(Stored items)
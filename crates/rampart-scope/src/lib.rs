//! Scope policy engine — decides whether a target is authorized.
//!
//! The engine is compiled once from an accepted Rules of Engagement
//! document and is then a pure function from target strings to decisions.
//!
//! ## Invariants
//!
//! - **Deny by default**: a target matching no rule is out of scope.
//! - **Exclusions always win**: an exclusion match ends the check before
//!   authorizations are consulted, regardless of rule breadth or order.
//! - **Total**: any string yields a decision; malformed input is an
//!   out-of-scope decision, never an error or a panic.

pub mod engine;
pub mod error;
pub mod target;

pub use engine::{ScopeDecision, ScopeEngine, ScopeSummary};
pub use error::ScopeError;
pub use target::Target;
//! The scope engine: compiled authorization rules and the decision procedure.
//!
//! Rules are compiled once from an accepted Rules of Engagement document.
//! Decisions are pure and total: any string in, a decision out, and the
//! default answer is denial. Exclusions are consulted before authorizations
//! so an exclusion always wins, whatever order the lists arrived in.

use std::fmt;
use std::net::IpAddr;

use ipnetwork::IpNetwork;
use serde::{Deserialize, Serialize};
use tracing::debug;

use rampart_roe::RulesOfEngagement;

use crate::error::ScopeError;
use crate::target::{is_valid_domain, Target};

/// The outcome of a scope check. A value, never an error: callers branch on
/// `in_scope` and log or surface the reason.
#[derive(Debug, Clone, Serialize, Deserialize)]
pub struct ScopeDecision {
    pub in_scope: bool,
    /// Human-readable explanation citing the governing rule.
    pub reason: String,
    /// The rule that decided the outcome, when one matched.
    pub matched_rule: Option<String>,
}

impl ScopeDecision {
    fn allowed(reason: String, rule: String) -> Self {
        Self {
            in_scope: true,
            reason,
            matched_rule: Some(rule),
        }
    }

    fn excluded(reason: String, rule: String) -> Self {
        Self {
            in_scope: false,
            reason,
            matched_rule: Some(rule),
        }
    }

    fn denied(reason: String) -> Self {
        Self {
            in_scope: false,
            reason,
            matched_rule: None,
        }
    }
}

/// A single domain rule from the document.
///
/// `*.example.com` matches any subdomain at any depth but not the apex;
/// a bare entry matches exactly. Matching is case-insensitive (entries and
/// targets are both lowercased).
#[derive(Debug, Clone, PartialEq, Eq)]
enum DomainRule {
    Exact(String),
    Wildcard(String),
}

impl DomainRule {
    fn parse(entry: &str) -> Result<Self, ScopeError> {
        let entry_lower = entry.trim().to_ascii_lowercase();
        if let Some(base) = entry_lower.strip_prefix("*.") {
            if !is_valid_domain(base) {
                return Err(ScopeError::InvalidDomain {
                    entry: entry.to_string(),
                });
            }
            Ok(DomainRule::Wildcard(base.to_string()))
        } else {
            if !is_valid_domain(&entry_lower) {
                return Err(ScopeError::InvalidDomain {
                    entry: entry.to_string(),
                });
            }
            Ok(DomainRule::Exact(entry_lower))
        }
    }

    /// `domain` must already be lowercased.
    fn matches(&self, domain: &str) -> bool {
        match self {
            DomainRule::Exact(entry) => domain == entry,
            DomainRule::Wildcard(base) => domain
                .strip_suffix(base)
                .and_then(|head| head.strip_suffix('.'))
                .is_some_and(|head| !head.is_empty()),
        }
    }
}

impl fmt::Display for DomainRule {
    fn fmt(&self, f: &mut fmt::Formatter<'_>) -> fmt::Result {
        match self {
            DomainRule::Exact(entry) => write!(f, "{entry}"),
            DomainRule::Wildcard(base) => write!(f, "*.{base}"),
        }
    }
}

/// Rule counts, for status reporting.
#[derive(Debug, Clone, Serialize, Deserialize)]
pub struct ScopeSummary {
    pub authorized_cidrs: usize,
    pub authorized_domains: usize,
    pub excluded_cidrs: usize,
    pub excluded_domains: usize,
}

/// Compiled scope rules for one engagement.
#[derive(Debug, Clone)]
pub struct ScopeEngine {
    authorized_cidrs: Vec<IpNetwork>,
    authorized_domains: Vec<DomainRule>,
    excluded_cidrs: Vec<IpNetwork>,
    excluded_domains: Vec<DomainRule>,
}

impl ScopeEngine {
    /// Compile an engine from raw rule lists.
    pub fn new(
        authorized_cidrs: &[String],
        authorized_domains: &[String],
        excluded_cidrs: &[String],
        excluded_domains: &[String],
    ) -> Result<Self, ScopeError> {
        let engine = Self {
            authorized_cidrs: parse_cidrs(authorized_cidrs)?,
            authorized_domains: parse_domains(authorized_domains)?,
            excluded_cidrs: parse_cidrs(excluded_cidrs)?,
            excluded_domains: parse_domains(excluded_domains)?,
        };
        debug!(
            authorized_cidrs = engine.authorized_cidrs.len(),
            authorized_domains = engine.authorized_domains.len(),
            excluded_cidrs = engine.excluded_cidrs.len(),
            excluded_domains = engine.excluded_domains.len(),
            "scope rules compiled"
        );
        Ok(engine)
    }

    /// Compile an engine from an accepted document.
    pub fn from_roe(doc: &RulesOfEngagement) -> Result<Self, ScopeError> {
        Self::new(
            &doc.authorized_cidrs,
            &doc.authorized_domains,
            &doc.excluded_cidrs,
            &doc.excluded_domains,
        )
    }

    /// Decide whether a raw target string is in scope.
    ///
    /// Order is fixed: classify, exclusions, authorizations, default deny.
    pub fn validate_target(&self, raw: &str) -> ScopeDecision {
        let Some(target) = Target::classify(raw) else {
            return ScopeDecision::denied(format!(
                "target {raw:?} is not a recognized IP, CIDR, or domain form"
            ));
        };

        match target {
            Target::Ip(ip) => self.decide_ip(ip),
            Target::Cidr(net) => self.decide_cidr(net),
            Target::Domain(domain) => self.decide_domain(&domain),
        }
    }

    /// Rule counts for status reporting.
    pub fn summary(&self) -> ScopeSummary {
        ScopeSummary {
            authorized_cidrs: self.authorized_cidrs.len(),
            authorized_domains: self.authorized_domains.len(),
            excluded_cidrs: self.excluded_cidrs.len(),
            excluded_domains: self.excluded_domains.len(),
        }
    }

    fn decide_ip(&self, ip: IpAddr) -> ScopeDecision {
        if let Some(rule) = self.excluded_cidrs.iter().find(|net| net.contains(ip)) {
            return ScopeDecision::excluded(
                format!("{ip} is excluded by {rule}"),
                rule.to_string(),
            );
        }
        if let Some(rule) = self.authorized_cidrs.iter().find(|net| net.contains(ip)) {
            return ScopeDecision::allowed(
                format!("{ip} is authorized by {rule}"),
                rule.to_string(),
            );
        }
        ScopeDecision::denied(format!("no matching authorization for {ip}"))
    }

    /// A range target is excluded on any overlap with an excluded range, and
    /// authorized only when wholly contained in an authorized range.
    fn decide_cidr(&self, net: IpNetwork) -> ScopeDecision {
        if let Some(rule) = self.excluded_cidrs.iter().find(|ex| overlaps(ex, &net)) {
            return ScopeDecision::excluded(
                format!("range {net} overlaps excluded {rule}"),
                rule.to_string(),
            );
        }
        if let Some(rule) = self
            .authorized_cidrs
            .iter()
            .find(|auth| contains_network(auth, &net))
        {
            return ScopeDecision::allowed(
                format!("range {net} is contained in authorized {rule}"),
                rule.to_string(),
            );
        }
        ScopeDecision::denied(format!(
            "no matching authorization for range {net}: not wholly contained in any authorized range"
        ))
    }

    fn decide_domain(&self, domain: &str) -> ScopeDecision {
        if let Some(rule) = self.excluded_domains.iter().find(|r| r.matches(domain)) {
            return ScopeDecision::excluded(
                format!("domain {domain} is excluded by {rule}"),
                rule.to_string(),
            );
        }
        if let Some(rule) = self.authorized_domains.iter().find(|r| r.matches(domain)) {
            return ScopeDecision::allowed(
                format!("domain {domain} is authorized by {rule}"),
                rule.to_string(),
            );
        }
        ScopeDecision::denied(format!("no matching authorization for domain {domain}"))
    }
}

fn parse_cidrs(entries: &[String]) -> Result<Vec<IpNetwork>, ScopeError> {
    entries
        .iter()
        .map(|entry| {
            entry
                .trim()
                .parse::<IpNetwork>()
                .map_err(|source| ScopeError::InvalidCidr {
                    entry: entry.clone(),
                    source,
                })
        })
        .collect()
}

fn parse_domains(entries: &[String]) -> Result<Vec<DomainRule>, ScopeError> {
    entries.iter().map(|entry| DomainRule::parse(entry)).collect()
}

/// Whether two networks share any address. Families never overlap.
fn overlaps(a: &IpNetwork, b: &IpNetwork) -> bool {
    a.contains(b.network()) || b.contains(a.network())
}

/// Whether `outer` wholly contains `inner`.
fn contains_network(outer: &IpNetwork, inner: &IpNetwork) -> bool {
    outer.prefix() <= inner.prefix() && outer.contains(inner.network())
}
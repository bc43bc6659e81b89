use thiserror::Error;

use crate::killswitch::KillSwitchError;
use crate::state::EngagementState;

/// Errors from the engagement controller.
#[derive(Error, Debug)]
pub enum EngagementError {
    /// The requested lifecycle move is not legal from the current state.
    #[error("cannot {requested} from state {from}")]
    InvalidTransition {
        from: EngagementState,
        requested: &'static str,
    },

    /// The document's validity window does not cover the current instant.
    #[error("engagement window is not active")]
    WindowClosed,

    /// The controller's operator is not named in the document.
    #[error("operator {0} is not authorized by the rules of engagement")]
    OperatorNotAuthorized(String),

    /// The document was rejected at the boundary. No state changed.
    #[error(transparent)]
    Document(#[from] rampart_roe::LoadError),

    /// The document's scope lists could not be compiled. No state changed.
    #[error(transparent)]
    Scope(#[from] rampart_scope::ScopeError),

    /// The audit chain refused the entry; the triggering operation was
    /// aborted before any state change.
    #[error("audit chain error: {0}")]
    Audit(#[from] rampart_audit::AuditError),

    #[error(transparent)]
    KillSwitch(#[from] KillSwitchError),
}
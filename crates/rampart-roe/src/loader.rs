//! Fail-closed loading of Rules of Engagement documents.
//!
//! A document is accepted only after every check passes, in a fixed order:
//! signature first (nothing else in the document can be trusted before it),
//! then the validity window, then the scope lists. There is no partial
//! acceptance.

use tracing::{debug, warn};

use crate::document::RulesOfEngagement;
use crate::error::LoadError;

/// Parse and validate a document from raw JSON bytes.
pub fn load(bytes: &[u8]) -> Result<RulesOfEngagement, LoadError> {
    let doc: RulesOfEngagement =
        serde_json::from_slice(bytes).map_err(|e| LoadError::MalformedDocument(e.to_string()))?;
    validate(&doc)?;
    debug!(
        document_id = %doc.id,
        organization = %doc.organization,
        "rules of engagement accepted"
    );
    Ok(doc)
}

/// Validate an already-parsed document.
///
/// Check order is fixed: signature, window, scope.
pub fn validate(doc: &RulesOfEngagement) -> Result<(), LoadError> {
    if !doc.signature_valid() {
        warn!(document_id = %doc.id, "document rejected: signature invalid");
        return Err(LoadError::InvalidSignature(doc.id.clone()));
    }

    if doc.start_time >= doc.end_time {
        warn!(
            document_id = %doc.id,
            start = %doc.start_time,
            end = %doc.end_time,
            "document rejected: empty validity window"
        );
        return Err(LoadError::MalformedDocument(format!(
            "validity window is empty: start {} is not before end {}",
            doc.start_time, doc.end_time
        )));
    }

    if !doc.has_scope() {
        warn!(document_id = %doc.id, "document rejected: no authorized scope");
        return Err(LoadError::EmptyScope);
    }

    Ok(())
}
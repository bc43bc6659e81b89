//! The Rules of Engagement document model.
//!
//! A document is a signed, time-boxed grant of authorization: who may
//! operate, against which networks and domains, with which techniques, and
//! between which instants. The signature covers a canonical byte
//! serialization of every authorization-bearing field, so any post-signing
//! edit is detectable.

use chrono::{DateTime, Duration, Utc};
use ed25519_dalek::{Signature, Signer, SigningKey, VerifyingKey};
use serde::{Deserialize, Serialize};

/// Domain separator prepended to the canonical bytes before signing.
const SIGNING_DOMAIN: &[u8] = b"rampart-roe-v1:";

/// A Rules of Engagement document.
///
/// CIDR and domain lists are carried as strings; they are parsed and
/// compiled into a matchable form by the scope engine, not here.
#[derive(Debug, Clone, Serialize, Deserialize)]
pub struct RulesOfEngagement {
    /// Stable document identifier assigned by the issuing organization.
    pub id: String,

    /// Document revision number.
    pub version: u32,

    /// Engagement title, for reporting.
    pub title: String,

    /// Issuing (client) organization.
    pub organization: String,

    /// Free-form engagement description.
    #[serde(default)]
    pub description: String,

    /// Instant the authorization becomes effective.
    pub start_time: DateTime<Utc>,

    /// Instant the authorization lapses. Must be after `start_time`.
    pub end_time: DateTime<Utc>,

    /// Operator identifiers permitted to run this engagement.
    pub authorized_operators: Vec<String>,

    /// CIDR ranges in scope (e.g. `"10.20.0.0/16"`).
    #[serde(default)]
    pub authorized_cidrs: Vec<String>,

    /// Domain names in scope. A leading `*.` authorizes subdomains.
    #[serde(default)]
    pub authorized_domains: Vec<String>,

    /// CIDR ranges carved out of scope. Exclusions always win.
    #[serde(default)]
    pub excluded_cidrs: Vec<String>,

    /// Domain names carved out of scope. Exclusions always win.
    #[serde(default)]
    pub excluded_domains: Vec<String>,

    /// Technique identifiers the client has approved. Empty means any
    /// technique not prohibited.
    #[serde(default)]
    pub authorized_techniques: Vec<String>,

    /// Technique identifiers the client has forbidden. Prohibition wins
    /// over authorization.
    #[serde(default)]
    pub prohibited_techniques: Vec<String>,

    /// When the document was drafted.
    pub created_at: DateTime<Utc>,

    /// Hex-encoded Ed25519 public key of the signer. Trust in this key is
    /// established out of band.
    pub signer_public_key: String,

    /// Hex-encoded Ed25519 signature over [`Self::signing_data`].
    pub signature: String,
}

impl RulesOfEngagement {
    /// Canonical byte serialization of every field the signature covers.
    ///
    /// Field order is fixed, timestamps are RFC 3339, and every field and
    /// list is length-prefixed: no value can masquerade as a field
    /// boundary, and no entry can shift between adjacent lists without
    /// changing the bytes. The signature itself is excluded; the signer's
    /// public key is included so a re-keyed document cannot reuse an old
    /// signature.
    pub fn signing_data(&self) -> Vec<u8> {
        let mut data = Vec::with_capacity(512);
        data.extend_from_slice(SIGNING_DOMAIN);

        push_field(&mut data, &self.id);
        push_field(&mut data, &self.version.to_string());
        push_field(&mut data, &self.title);
        push_field(&mut data, &self.organization);
        push_field(&mut data, &self.description);
        push_field(&mut data, &self.start_time.to_rfc3339());
        push_field(&mut data, &self.end_time.to_rfc3339());
        push_list(&mut data, &self.authorized_operators);
        push_list(&mut data, &self.authorized_cidrs);
        push_list(&mut data, &self.authorized_domains);
        push_list(&mut data, &self.excluded_cidrs);
        push_list(&mut data, &self.excluded_domains);
        push_list(&mut data, &self.authorized_techniques);
        push_list(&mut data, &self.prohibited_techniques);
        push_field(&mut data, &self.created_at.to_rfc3339());
        push_field(&mut data, &self.signer_public_key);

        data
    }

    /// Check the embedded signature against the canonical bytes.
    ///
    /// Returns `false` for any failure mode: undecodable key or signature
    /// material as well as an honest mismatch. Callers get a single
    /// fail-closed answer.
    pub fn signature_valid(&self) -> bool {
        let Ok(key_bytes) = hex::decode(&self.signer_public_key) else {
            return false;
        };
        let Ok(key_bytes) = <[u8; 32]>::try_from(key_bytes) else {
            return false;
        };
        let Ok(key) = VerifyingKey::from_bytes(&key_bytes) else {
            return false;
        };
        let Ok(sig_bytes) = hex::decode(&self.signature) else {
            return false;
        };
        let Ok(sig_bytes) = <[u8; 64]>::try_from(sig_bytes) else {
            return false;
        };
        let sig = Signature::from_bytes(&sig_bytes);
        key.verify_strict(&self.signing_data(), &sig).is_ok()
    }

    /// Sign the document, embedding the signer's public key and signature.
    ///
    /// Used by the out-of-band document preparation tooling; the runtime
    /// only ever verifies.
    pub fn sign(&mut self, key: &SigningKey) {
        self.signer_public_key = hex::encode(key.verifying_key().to_bytes());
        let sig = key.sign(&self.signing_data());
        self.signature = hex::encode(sig.to_bytes());
    }

    /// Whether `now` falls inside the validity window.
    pub fn window_active(&self, now: DateTime<Utc>) -> bool {
        self.start_time <= now && now < self.end_time
    }

    /// Time left in the validity window, `None` once outside it.
    pub fn time_remaining(&self, now: DateTime<Utc>) -> Option<Duration> {
        if self.window_active(now) {
            Some(self.end_time - now)
        } else {
            None
        }
    }

    /// Whether the document authorizes at least one target.
    pub fn has_scope(&self) -> bool {
        !self.authorized_cidrs.is_empty() || !self.authorized_domains.is_empty()
    }

    /// Whether `operator_id` is named in the document.
    pub fn operator_authorized(&self, operator_id: &str) -> bool {
        self.authorized_operators.iter().any(|op| op == operator_id)
    }

    /// Whether a technique may be used under this document.
    ///
    /// Prohibition always wins. An empty authorized list means every
    /// technique that is not prohibited.
    pub fn technique_authorized(&self, technique_id: &str) -> bool {
        if self.prohibited_techniques.iter().any(|t| t == technique_id) {
            return false;
        }
        self.authorized_techniques.is_empty()
            || self.authorized_techniques.iter().any(|t| t == technique_id)
    }

    /// Reporting summary of the document.
    pub fn summary(&self) -> RoeSummary {
        RoeSummary {
            id: self.id.clone(),
            title: self.title.clone(),
            organization: self.organization.clone(),
            start_time: self.start_time,
            end_time: self.end_time,
            operator_count: self.authorized_operators.len(),
            authorized_cidr_count: self.authorized_cidrs.len(),
            authorized_domain_count: self.authorized_domains.len(),
            excluded_cidr_count: self.excluded_cidrs.len(),
            excluded_domain_count: self.excluded_domains.len(),
        }
    }
}

fn push_field(data: &mut Vec<u8>, field: &str) {
    data.extend_from_slice(&(field.len() as u64).to_le_bytes());
    data.extend_from_slice(field.as_bytes());
}

fn push_list(data: &mut Vec<u8>, entries: &[String]) {
    data.extend_from_slice(&(entries.len() as u64).to_le_bytes());
    for entry in entries {
        push_field(data, entry);
    }
}

/// Display-oriented summary of an accepted document.
#[derive(Debug, Clone, Serialize, Deserialize)]
pub struct RoeSummary {
    pub id: String,
    pub title: String,
    pub organization: String,
    pub start_time: DateTime<Utc>,
    pub end_time: DateTime<Utc>,
    pub operator_count: usize,
    pub authorized_cidr_count: usize,
    pub authorized_domain_count: usize,
    pub excluded_cidr_count: usize,
    pub excluded_domain_count: usize,
}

| WHAT THIS TASK INVOLVES |
Every line of the data that includes the word "RulesOfEngagement" should be copied.

| ANSWER AREA |
use rampart_roe::RulesOfEngagement;
    pub fn from_roe(doc: &RulesOfEngagement) -> Result<Self, ScopeError> {
use crate::document::RulesOfEngagement;
pub fn load(bytes: &[u8]) -> Result<RulesOfEngagement, LoadError> {
    let doc: RulesOfEngagement =
pub fn validate(doc: &RulesOfEngagement) -> Result<(), LoadError> {
pub struct RulesOfEngagement {
impl RulesOfEngagement {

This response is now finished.